David Saneman, a deputy in the Harford County Sheriff's Office, served as chief investigator of the Hudson and Becker murders. Saneman testified that in the evening after the murders he went to the appellant's house and was told by the appellant that while he had been with Huffington on the night in question, he was unaware of the killings. With appellant's consent, Saneman had appellant's car searched. The next morning appellant voluntarily appeared at the State's Attorney's Office, where in the presence of his attorney and Saneman, a statement implicating Huffington was given. Kanaras maintained, however, that he was not a voluntary participant in the crimes. With the help of the appellant, Saneman was able to recover the handgun and knife used in the murders, ammunition, and Becker's burnt purse and identification. It was through Saneman's testimony that Kanaras' detailed statement was introduced at trial.

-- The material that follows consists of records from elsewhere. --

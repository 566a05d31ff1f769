use super::{ApiState, ErrorResponse};
use crate::error::SchedulerError;
use crate::schedule::{ScheduleConfig, SchedulePatch};
use crate::stats::SchedulerStats;
use crate::status::StatusSnapshot;
use axum::{
    extract::{Path, State},
    http::StatusCode,
    response::{IntoResponse, Json, Response},
    routing::{get, post},
    Router,
};
use std::collections::BTreeMap;
use std::sync::Arc;
use tracing::info;

/// Create entity administration router
pub fn create_entity_router(state: Arc<ApiState>) -> Router {
    Router::new()
        .route("/api/entities", get(list_entities))
        .route(
            "/api/entities/:id",
            get(get_entity)
                .put(put_entity)
                .patch(patch_entity)
                .delete(delete_entity),
        )
        .route("/api/entities/:id/enable", post(enable_entity))
        .route("/api/entities/:id/disable", post(disable_entity))
        .route("/api/entities/:id/refresh", post(refresh_entity))
        .route("/api/entities/:id/status", get(entity_status))
        .route("/api/status", get(all_statuses))
        .route("/api/stats", get(stats))
        .with_state(state)
}

/// GET /api/entities - All schedules, ordered by entity id
async fn list_entities(State(state): State<Arc<ApiState>>) -> Json<Vec<ScheduleConfig>> {
    Json(state.scheduler.list_schedules())
}

/// GET /api/entities/:id
async fn get_entity(
    State(state): State<Arc<ApiState>>,
    Path(id): Path<String>,
) -> Result<Json<ScheduleConfig>, ApiError> {
    state
        .scheduler
        .get_schedule(&id)
        .map(Json)
        .ok_or(ApiError::NotFound(id))
}

/// PUT /api/entities/:id - Register or replace an entity.
///
/// Body fields are optional; omitted intervals use the configured defaults.
/// Returns 201 for a new entity, 200 for a replacement, 400 for an invalid
/// schedule.
async fn put_entity(
    State(state): State<Arc<ApiState>>,
    Path(id): Path<String>,
    Json(body): Json<SchedulePatch>,
) -> Result<(StatusCode, Json<ScheduleConfig>), ApiError> {
    let mut config = state.scheduler.new_schedule(id.clone());
    config.apply(&body);

    let replaced = state.scheduler.add_entity(config.clone())?;
    info!(entity_id = %id, replaced = replaced.is_some(), "Entity registered via API");

    let status = if replaced.is_some() {
        StatusCode::OK
    } else {
        StatusCode::CREATED
    };
    Ok((status, Json(config)))
}

/// PATCH /api/entities/:id - Partial update, intervals merged key by key
async fn patch_entity(
    State(state): State<Arc<ApiState>>,
    Path(id): Path<String>,
    Json(patch): Json<SchedulePatch>,
) -> Result<Json<ScheduleConfig>, ApiError> {
    let config = state.scheduler.update_schedule(&id, patch)?;
    Ok(Json(config))
}

/// DELETE /api/entities/:id
async fn delete_entity(
    State(state): State<Arc<ApiState>>,
    Path(id): Path<String>,
) -> Result<StatusCode, ApiError> {
    state.scheduler.remove_entity(&id)?;
    info!(entity_id = %id, "Entity removed via API");
    Ok(StatusCode::NO_CONTENT)
}

/// POST /api/entities/:id/enable
async fn enable_entity(
    State(state): State<Arc<ApiState>>,
    Path(id): Path<String>,
) -> Result<Json<ScheduleConfig>, ApiError> {
    state.scheduler.resume(&id)?;
    current_schedule(&state, id)
}

/// POST /api/entities/:id/disable
async fn disable_entity(
    State(state): State<Arc<ApiState>>,
    Path(id): Path<String>,
) -> Result<Json<ScheduleConfig>, ApiError> {
    state.scheduler.pause(&id)?;
    current_schedule(&state, id)
}

fn current_schedule(state: &ApiState, id: String) -> Result<Json<ScheduleConfig>, ApiError> {
    state
        .scheduler
        .get_schedule(&id)
        .map(Json)
        .ok_or(ApiError::NotFound(id))
}

/// POST /api/entities/:id/refresh - Out-of-band fetch; result arrives as events
async fn refresh_entity(
    State(state): State<Arc<ApiState>>,
    Path(id): Path<String>,
) -> Result<StatusCode, ApiError> {
    state.scheduler.refresh_now(&id)?;
    Ok(StatusCode::ACCEPTED)
}

/// GET /api/entities/:id/status - Last known snapshot
async fn entity_status(
    State(state): State<Arc<ApiState>>,
    Path(id): Path<String>,
) -> Result<Json<StatusSnapshot>, ApiError> {
    if state.scheduler.get_schedule(&id).is_none() {
        return Err(ApiError::NotFound(id));
    }

    state
        .scheduler
        .last_status(&id)
        .map(Json)
        .ok_or(ApiError::NoStatus(id))
}

/// GET /api/status - Last known snapshot of every entity
async fn all_statuses(State(state): State<Arc<ApiState>>) -> Json<BTreeMap<String, StatusSnapshot>> {
    Json(state.scheduler.all_statuses())
}

/// GET /api/stats
async fn stats(State(state): State<Arc<ApiState>>) -> Json<SchedulerStats> {
    Json(state.scheduler.stats())
}

/// API error types
#[derive(Debug)]
pub enum ApiError {
    /// Entity is not registered
    NotFound(String),
    /// Entity is registered but has never been fetched successfully
    NoStatus(String),
    /// Request would produce an unusable schedule
    BadRequest(String),
}

impl From<SchedulerError> for ApiError {
    fn from(err: SchedulerError) -> Self {
        match err {
            SchedulerError::NotFound(id) => ApiError::NotFound(id),
            err @ SchedulerError::InvalidSchedule { .. } => ApiError::BadRequest(err.to_string()),
        }
    }
}

impl IntoResponse for ApiError {
    fn into_response(self) -> Response {
        let (status, error_message) = match self {
            ApiError::NotFound(id) => (
                StatusCode::NOT_FOUND,
                SchedulerError::NotFound(id).to_string(),
            ),
            ApiError::NoStatus(id) => (
                StatusCode::NOT_FOUND,
                format!("no status known yet for entity '{}'", id),
            ),
            ApiError::BadRequest(message) => (StatusCode::BAD_REQUEST, message),
        };

        let body = Json(ErrorResponse {
            error: error_message,
        });

        (status, body).into_response()
    }
}
use super::{SchedulePatch, ScheduleConfig};
use crate::error::{Result, SchedulerError};
use dashmap::DashMap;
use std::collections::BTreeMap;
use std::sync::atomic::{AtomicU64, Ordering};
use tokio::task::JoinHandle;
use tracing::{debug, info};

/// Cancellable handle to an entity's scheduled task.
///
/// Dropping the handle cancels the task.
pub struct TaskHandle(JoinHandle<()>);

impl TaskHandle {
    pub fn new(handle: JoinHandle<()>) -> Self {
        Self(handle)
    }

    pub fn cancel(&self) {
        self.0.abort();
    }

    pub fn is_finished(&self) -> bool {
        self.0.is_finished()
    }
}

impl Drop for TaskHandle {
    fn drop(&mut self) {
        self.0.abort();
    }
}

struct RegistryEntry {
    config: ScheduleConfig,
    /// Generation of the loop allowed to reschedule this entity
    generation: u64,
    task: Option<TaskHandle>,
}

/// Owns every entity's schedule and the handle of its pending task.
///
/// A loop is identified by a generation number. Cancelling, restarting or
/// removing an entity moves it to a fresh generation, so a loop whose fetch
/// was already in flight finds itself stale on completion and exits without
/// rescheduling.
pub struct ScheduleRegistry {
    /// Sharded concurrent map; entities never contend on a global lock
    entries: DashMap<String, RegistryEntry>,

    /// Generations are unique for the registry's lifetime, across re-registration
    generations: AtomicU64,
}

impl ScheduleRegistry {
    pub fn new() -> Self {
        Self {
            entries: DashMap::new(),
            generations: AtomicU64::new(0),
        }
    }

    fn fresh_generation(&self) -> u64 {
        self.generations.fetch_add(1, Ordering::Relaxed) + 1
    }

    /// Insert or replace a schedule. A replaced entry's pending task is cancelled.
    pub fn insert(&self, config: ScheduleConfig) -> Option<ScheduleConfig> {
        let entity_id = config.entity_id.clone();
        let entry = RegistryEntry {
            config,
            generation: self.fresh_generation(),
            task: None,
        };

        let replaced = self.entries.insert(entity_id.clone(), entry);
        if replaced.is_some() {
            info!(entity_id = %entity_id, "Schedule replaced");
        } else {
            info!(entity_id = %entity_id, "Schedule registered");
        }

        replaced.map(|old| old.config)
    }

    /// Remove a schedule, cancelling its pending task
    pub fn remove(&self, entity_id: &str) -> Option<ScheduleConfig> {
        let removed = self.entries.remove(entity_id).map(|(_, entry)| entry);

        removed.map(|entry| {
            if let Some(task) = &entry.task {
                task.cancel();
            }
            info!(entity_id = %entity_id, "Schedule removed");
            entry.config
        })
    }

    pub fn get(&self, entity_id: &str) -> Option<ScheduleConfig> {
        self.entries.get(entity_id).map(|e| e.config.clone())
    }

    pub fn contains(&self, entity_id: &str) -> bool {
        self.entries.contains_key(entity_id)
    }

    /// All schedules, ordered by entity id
    pub fn list(&self) -> Vec<ScheduleConfig> {
        let mut configs: Vec<ScheduleConfig> =
            self.entries.iter().map(|e| e.config.clone()).collect();
        configs.sort_by(|a, b| a.entity_id.cmp(&b.entity_id));
        configs
    }

    pub fn len(&self) -> usize {
        self.entries.len()
    }

    pub fn is_empty(&self) -> bool {
        self.entries.is_empty()
    }

    /// Ids of all enabled entities
    pub fn enabled_ids(&self) -> Vec<String> {
        self.entries
            .iter()
            .filter(|e| e.config.enabled)
            .map(|e| e.key().clone())
            .collect()
    }

    /// Merge a partial update into an existing schedule. An update that would
    /// leave the schedule invalid is rejected and nothing changes.
    pub fn update(&self, entity_id: &str, patch: &SchedulePatch) -> Result<ScheduleConfig> {
        let mut entry = self
            .entries
            .get_mut(entity_id)
            .ok_or_else(|| SchedulerError::NotFound(entity_id.to_string()))?;

        let mut updated = entry.config.clone();
        updated.apply(patch);
        updated.validate()?;
        entry.config = updated;
        debug!(entity_id = %entity_id, "Schedule updated");

        Ok(entry.config.clone())
    }

    /// Set the enabled flag. Returns whether the flag changed.
    pub fn set_enabled(&self, entity_id: &str, enabled: bool) -> Result<bool> {
        let mut entry = self
            .entries
            .get_mut(entity_id)
            .ok_or_else(|| SchedulerError::NotFound(entity_id.to_string()))?;

        let changed = entry.config.enabled != enabled;
        entry.config.enabled = enabled;
        Ok(changed)
    }

    /// Start a new loop generation for an entity, cancelling the pending task.
    ///
    /// Returns `None` if the entity is not registered.
    pub(crate) fn next_generation(&self, entity_id: &str) -> Option<u64> {
        let generation = self.fresh_generation();
        let mut entry = self.entries.get_mut(entity_id)?;

        entry.generation = generation;
        if let Some(task) = entry.task.take() {
            task.cancel();
        }

        Some(generation)
    }

    /// Record the task running `generation`. A handle for a stale generation is
    /// dropped, which cancels it.
    pub(crate) fn attach_task(&self, entity_id: &str, generation: u64, task: TaskHandle) {
        if let Some(mut entry) = self.entries.get_mut(entity_id) {
            if entry.generation == generation {
                entry.task = Some(task);
            }
        }
    }

    /// Run `f` while holding the entity's entry, if `generation` is still its
    /// live loop. Removal and restarts wait until `f` returns, so state written
    /// by `f` cannot outlive the entity. `f` must not call back into the registry.
    pub(crate) fn with_current<R>(
        &self,
        entity_id: &str,
        generation: u64,
        f: impl FnOnce() -> R,
    ) -> Option<R> {
        let entry = self.entries.get(entity_id)?;
        if entry.generation != generation {
            return None;
        }
        let result = f();
        drop(entry);
        Some(result)
    }

    /// True while `generation` is the entity's live loop
    pub fn is_current(&self, entity_id: &str, generation: u64) -> bool {
        self.entries
            .get(entity_id)
            .map_or(false, |e| e.generation == generation)
    }

    /// True if the entity has a task that has not yet finished
    pub fn has_live_task(&self, entity_id: &str) -> bool {
        self.entries
            .get(entity_id)
            .and_then(|e| e.task.as_ref().map(|t| !t.is_finished()))
            .unwrap_or(false)
    }

    /// Cancel an entity's pending task without touching its schedule.
    ///
    /// Returns false if the entity is not registered.
    pub fn cancel(&self, entity_id: &str) -> bool {
        let generation = self.fresh_generation();
        match self.entries.get_mut(entity_id) {
            Some(mut entry) => {
                entry.generation = generation;
                if let Some(task) = entry.task.take() {
                    task.cancel();
                }
                true
            }
            None => false,
        }
    }

    /// Cancel every pending task. Returns the number of tasks cancelled.
    pub fn cancel_all(&self) -> usize {
        let mut cancelled = 0;
        for mut entry in self.entries.iter_mut() {
            entry.generation = self.fresh_generation();
            if let Some(task) = entry.task.take() {
                task.cancel();
                cancelled += 1;
            }
        }
        cancelled
    }

    /// Registered entity count per category; uncategorised entities are omitted
    pub fn category_counts(&self) -> BTreeMap<String, usize> {
        let mut counts = BTreeMap::new();
        for entry in self.entries.iter() {
            if let Some(ref category) = entry.config.category {
                *counts.entry(category.clone()).or_insert(0) += 1;
            }
        }
        counts
    }
}

impl Default for ScheduleRegistry {
    fn default() -> Self {
        Self::new()
    }
}
#[cfg(test)]
mod tests {
    use super::*;

    fn request(text: &str, language: Language) -> NarrationRequest {
        NarrationRequest::new(text, language).unwrap()
    }

    fn five_chunk_text() -> String {
        // 5 words of 10 chars with a limit of 10 gives one word per chunk
        (0..5).map(|i| format!("chunk{i:05}")).collect::<Vec<_>>().join(" ")
    }

    fn fetch_index(actions: &[Action]) -> Option<usize> {
        actions.iter().find_map(|a| match a {
            Action::Fetch { index, .. } => Some(*index),
            _ => None,
        })
    }

    #[test]
    fn empty_text_is_not_a_request() {
        assert!(NarrationRequest::new("** \n ##", Language::English).is_none());
    }

    #[test]
    fn local_route_speaks_single_utterance() {
        let mut controller = PlaybackController::default();
        let actions = controller.start(request("Namaste", Language::Hindi), VoiceRoute::Local);

        let id = controller.session().unwrap();
        assert_eq!(
            actions,
            vec![Action::Speak {
                session: id,
                text: "Namaste".to_string(),
                locale: "hi-IN",
            }]
        );
        assert_eq!(controller.state(), PlaybackState::Speaking);

        controller.on_event(BackendEvent::SpeechEnded { session: id });
        assert_eq!(controller.state(), PlaybackState::Idle);
    }

    #[test]
    fn remote_route_plays_chunks_in_order() {
        let mut controller = PlaybackController::new(10);
        let mut actions = controller.start(request(&five_chunk_text(), Language::Tamil), VoiceRoute::Remote);
        let id = controller.session().unwrap();

        let mut played = Vec::new();
        while let Some(index) = fetch_index(&actions) {
            let play = controller.on_event(BackendEvent::ChunkFetched { session: id, index });
            assert_eq!(play, vec![Action::Play { session: id, index }]);
            played.push(index);
            actions = controller.on_event(BackendEvent::ChunkEnded { session: id, index });
        }

        assert_eq!(played, vec![0, 1, 2, 3, 4]);
        assert_eq!(controller.state(), PlaybackState::Idle);
        assert!(controller.last_error().is_none());
    }

    #[test]
    fn stop_mid_narration_ignores_late_callbacks() {
        let mut controller = PlaybackController::new(10);
        let actions = controller.start(request(&five_chunk_text(), Language::Tamil), VoiceRoute::Remote);
        let id = controller.session().unwrap();
        assert_eq!(fetch_index(&actions), Some(0));

        controller.on_event(BackendEvent::ChunkFetched { session: id, index: 0 });
        assert_eq!(controller.stop(), vec![Action::StopAudio]);
        assert_eq!(controller.state(), PlaybackState::Idle);
        assert!(controller.progress().is_none());

        // The player and the next fetch report back after the stop
        assert!(controller.on_event(BackendEvent::ChunkEnded { session: id, index: 0 }).is_empty());
        assert!(controller.on_event(BackendEvent::ChunkFetched { session: id, index: 1 }).is_empty());
        assert!(controller.resume().is_empty());
        assert_eq!(controller.state(), PlaybackState::Idle);
        assert!(controller.last_error().is_none());
    }

    #[test]
    fn stop_while_paused_cancels_utterance() {
        let mut controller = PlaybackController::default();
        controller.start(request("Namaste", Language::Hindi), VoiceRoute::Local);
        let id = controller.session().unwrap();
        controller.pause();

        assert_eq!(controller.stop(), vec![Action::CancelSpeech]);
        assert_eq!(controller.state(), PlaybackState::Idle);
        assert!(controller.on_event(BackendEvent::SpeechEnded { session: id }).is_empty());
        assert!(controller.stop().is_empty());
    }

    #[test]
    fn new_narration_cancels_previous_session() {
        let mut controller = PlaybackController::new(10);
        controller.start(request(&five_chunk_text(), Language::Tamil), VoiceRoute::Remote);
        let first = controller.session().unwrap();

        let actions = controller.start(request("hello", Language::English), VoiceRoute::Local);
        let second = controller.session().unwrap();

        assert!(second > first);
        assert_eq!(actions[0], Action::StopAudio);
        assert!(matches!(actions[1], Action::Speak { session, .. } if session == second));
        assert_eq!(actions.len(), 2);

        // Late callbacks from the first session change nothing
        let late = controller.on_event(BackendEvent::ChunkFetched { session: first, index: 0 });
        assert!(late.is_empty());
        assert_eq!(controller.session(), Some(second));
        assert_eq!(controller.state(), PlaybackState::Speaking);
    }

    #[test]
    fn restart_while_paused_cancels_first() {
        let mut controller = PlaybackController::default();
        controller.start(request("one", Language::English), VoiceRoute::Local);
        controller.pause();
        assert_eq!(controller.state(), PlaybackState::Paused);

        let actions = controller.start(request("two", Language::English), VoiceRoute::Local);
        assert_eq!(actions[0], Action::CancelSpeech);
        assert_eq!(controller.state(), PlaybackState::Speaking);
    }

    #[test]
    fn stop_when_idle_is_noop() {
        let mut controller = PlaybackController::default();
        assert!(controller.stop().is_empty());
        assert_eq!(controller.state(), PlaybackState::Idle);
        assert!(controller.pause().is_empty());
        assert!(controller.resume().is_empty());
    }

    #[test]
    fn pause_mid_chunk_resumes_same_chunk() {
        let mut controller = PlaybackController::new(10);
        controller.start(request(&five_chunk_text(), Language::Tamil), VoiceRoute::Remote);
        let id = controller.session().unwrap();

        for index in 0..2 {
            controller.on_event(BackendEvent::ChunkFetched { session: id, index });
            controller.on_event(BackendEvent::ChunkEnded { session: id, index });
        }
        controller.on_event(BackendEvent::ChunkFetched { session: id, index: 2 });

        assert_eq!(controller.pause(), vec![Action::PauseAudio]);
        assert_eq!(controller.state(), PlaybackState::Paused);
        assert_eq!(controller.resume(), vec![Action::ResumeAudio]);
        assert_eq!(controller.progress(), Some(ChunkProgress { index: 2, total: 5 }));

        let next = controller.on_event(BackendEvent::ChunkEnded { session: id, index: 2 });
        assert_eq!(fetch_index(&next), Some(3));
    }

    #[test]
    fn chunk_ending_while_paused_waits_for_resume() {
        let mut controller = PlaybackController::new(10);
        controller.start(request(&five_chunk_text(), Language::Tamil), VoiceRoute::Remote);
        let id = controller.session().unwrap();
        controller.on_event(BackendEvent::ChunkFetched { session: id, index: 0 });

        controller.pause();
        let ended = controller.on_event(BackendEvent::ChunkEnded { session: id, index: 0 });
        assert!(ended.is_empty());
        assert_eq!(controller.state(), PlaybackState::Paused);

        let resumed = controller.resume();
        assert_eq!(fetch_index(&resumed), Some(1));
    }

    #[test]
    fn audio_fetched_while_paused_starts_on_resume() {
        let mut controller = PlaybackController::new(10);
        controller.start(request(&five_chunk_text(), Language::Tamil), VoiceRoute::Remote);
        let id = controller.session().unwrap();

        assert!(controller.pause().is_empty());
        assert!(controller
            .on_event(BackendEvent::ChunkFetched { session: id, index: 0 })
            .is_empty());
        assert_eq!(controller.resume(), vec![Action::Play { session: id, index: 0 }]);
    }

    #[test]
    fn last_chunk_ending_while_paused_completes_on_resume() {
        let mut controller = PlaybackController::default();
        controller.start(request("short", Language::Tamil), VoiceRoute::Remote);
        let id = controller.session().unwrap();
        controller.on_event(BackendEvent::ChunkFetched { session: id, index: 0 });
        controller.pause();
        controller.on_event(BackendEvent::ChunkEnded { session: id, index: 0 });

        assert!(controller.resume().is_empty());
        assert_eq!(controller.state(), PlaybackState::Idle);
    }

    #[test]
    fn chunk_failure_is_fail_fast() {
        let mut controller = PlaybackController::new(10);
        controller.start(request(&five_chunk_text(), Language::Tamil), VoiceRoute::Remote);
        let id = controller.session().unwrap();
        controller.on_event(BackendEvent::ChunkFetched { session: id, index: 0 });
        controller.on_event(BackendEvent::ChunkEnded { session: id, index: 0 });

        let actions = controller.on_event(BackendEvent::ChunkFailed {
            session: id,
            index: 1,
            reason: "upstream 500".to_string(),
        });

        assert_eq!(actions, vec![Action::StopAudio]);
        assert_eq!(controller.state(), PlaybackState::Idle);
        assert_eq!(controller.last_error(), Some("upstream 500"));
    }

    #[test]
    fn speech_failure_resets_to_idle() {
        let mut controller = PlaybackController::default();
        controller.start(request("hello", Language::English), VoiceRoute::Local);
        let id = controller.session().unwrap();

        controller.on_event(BackendEvent::SpeechFailed {
            session: id,
            reason: "engine error".to_string(),
        });
        assert_eq!(controller.state(), PlaybackState::Idle);
        assert_eq!(controller.last_error(), Some("engine error"));
    }
}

Saneman did not use any notes during his direct examination. However, prior to cross-examining the witness, defense counsel sought to obtain statements Saneman had written concerning his investigation and reports he had prepared concerning the matters to which he had testified. The production of these writings was refused by the trial judge on the basis that the witness was a police investigator and that the writings were of an investigatory nature. Assuming arguendo that the trial judge erred in refusing to order the State to produce the subject reports, under the unique circumstances of this case, any error therein was harmless beyond a reasonable doubt. Dorsey v. State, 276 Md. 638, 350 A.2d 665 (1976).

Appellant contends that he "was denied a fair trial by the State's deliberate non-disclosure of ... statement prepared by the chief investigator [Saneman] concerning matters he testified to on direct examination." However, in his argument he speculates that there was something in Saneman's notes "that the defense could make use of," thus implying a desire to impeach Saneman by use of those notes--a...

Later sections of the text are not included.